**WHAT TO WORK ON**
Out of the data below, copy every line with the string "rates".

--- DATA RECORDS Enclosed Below ---

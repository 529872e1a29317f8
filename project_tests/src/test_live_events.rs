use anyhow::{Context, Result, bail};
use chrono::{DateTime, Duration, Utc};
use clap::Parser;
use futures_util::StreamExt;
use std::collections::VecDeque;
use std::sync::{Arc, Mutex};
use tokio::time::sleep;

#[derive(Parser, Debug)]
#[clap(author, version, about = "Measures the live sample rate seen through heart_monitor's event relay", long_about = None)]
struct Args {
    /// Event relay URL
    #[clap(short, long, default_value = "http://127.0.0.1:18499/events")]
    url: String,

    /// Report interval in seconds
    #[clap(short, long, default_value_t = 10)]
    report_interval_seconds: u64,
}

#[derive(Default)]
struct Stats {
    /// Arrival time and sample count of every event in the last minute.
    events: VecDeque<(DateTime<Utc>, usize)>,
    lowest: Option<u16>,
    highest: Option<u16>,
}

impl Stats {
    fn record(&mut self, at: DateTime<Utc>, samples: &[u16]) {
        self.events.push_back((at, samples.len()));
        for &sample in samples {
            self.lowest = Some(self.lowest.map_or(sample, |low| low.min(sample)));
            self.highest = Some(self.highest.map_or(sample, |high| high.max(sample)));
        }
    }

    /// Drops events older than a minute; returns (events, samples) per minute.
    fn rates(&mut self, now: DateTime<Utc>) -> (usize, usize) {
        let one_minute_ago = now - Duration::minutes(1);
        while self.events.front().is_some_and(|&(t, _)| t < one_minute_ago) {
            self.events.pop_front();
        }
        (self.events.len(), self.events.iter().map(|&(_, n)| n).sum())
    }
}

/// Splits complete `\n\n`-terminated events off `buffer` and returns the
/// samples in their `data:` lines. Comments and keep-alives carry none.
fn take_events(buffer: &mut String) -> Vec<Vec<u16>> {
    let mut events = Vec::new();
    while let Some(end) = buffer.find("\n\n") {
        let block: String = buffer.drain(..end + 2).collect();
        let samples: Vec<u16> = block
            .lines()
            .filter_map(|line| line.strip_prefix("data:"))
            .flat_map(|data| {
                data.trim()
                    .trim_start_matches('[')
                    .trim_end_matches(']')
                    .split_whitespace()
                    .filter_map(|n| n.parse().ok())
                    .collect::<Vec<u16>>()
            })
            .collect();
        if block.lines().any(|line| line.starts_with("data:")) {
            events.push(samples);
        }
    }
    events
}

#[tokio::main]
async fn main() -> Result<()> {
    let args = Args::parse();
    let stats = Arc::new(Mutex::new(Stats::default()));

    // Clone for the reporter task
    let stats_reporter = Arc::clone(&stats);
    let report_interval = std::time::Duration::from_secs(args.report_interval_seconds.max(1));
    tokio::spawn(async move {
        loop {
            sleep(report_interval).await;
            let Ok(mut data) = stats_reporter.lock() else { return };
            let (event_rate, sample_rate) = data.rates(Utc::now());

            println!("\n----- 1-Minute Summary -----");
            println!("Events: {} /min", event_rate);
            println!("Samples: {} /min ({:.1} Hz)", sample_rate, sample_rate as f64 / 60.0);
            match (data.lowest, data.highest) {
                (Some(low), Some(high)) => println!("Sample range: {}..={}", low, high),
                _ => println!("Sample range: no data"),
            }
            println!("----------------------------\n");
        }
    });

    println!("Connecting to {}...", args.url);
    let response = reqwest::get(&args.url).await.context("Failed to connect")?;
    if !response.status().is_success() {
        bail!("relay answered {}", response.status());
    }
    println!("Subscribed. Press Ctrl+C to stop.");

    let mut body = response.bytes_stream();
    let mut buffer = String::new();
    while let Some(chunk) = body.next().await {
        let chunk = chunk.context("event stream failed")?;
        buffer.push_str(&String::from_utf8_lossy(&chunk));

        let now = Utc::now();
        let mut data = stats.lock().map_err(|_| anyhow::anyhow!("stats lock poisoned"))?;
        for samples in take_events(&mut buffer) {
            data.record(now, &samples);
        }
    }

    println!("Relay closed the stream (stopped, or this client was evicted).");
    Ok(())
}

--- End of Enclosed DATA RECORDS ---

**OUTPUT FOR THIS TASK**
    fn rates(&mut self, now: DateTime<Utc>) -> (usize, usize) {
            let (event_rate, sample_rate) = data.rates(Utc::now());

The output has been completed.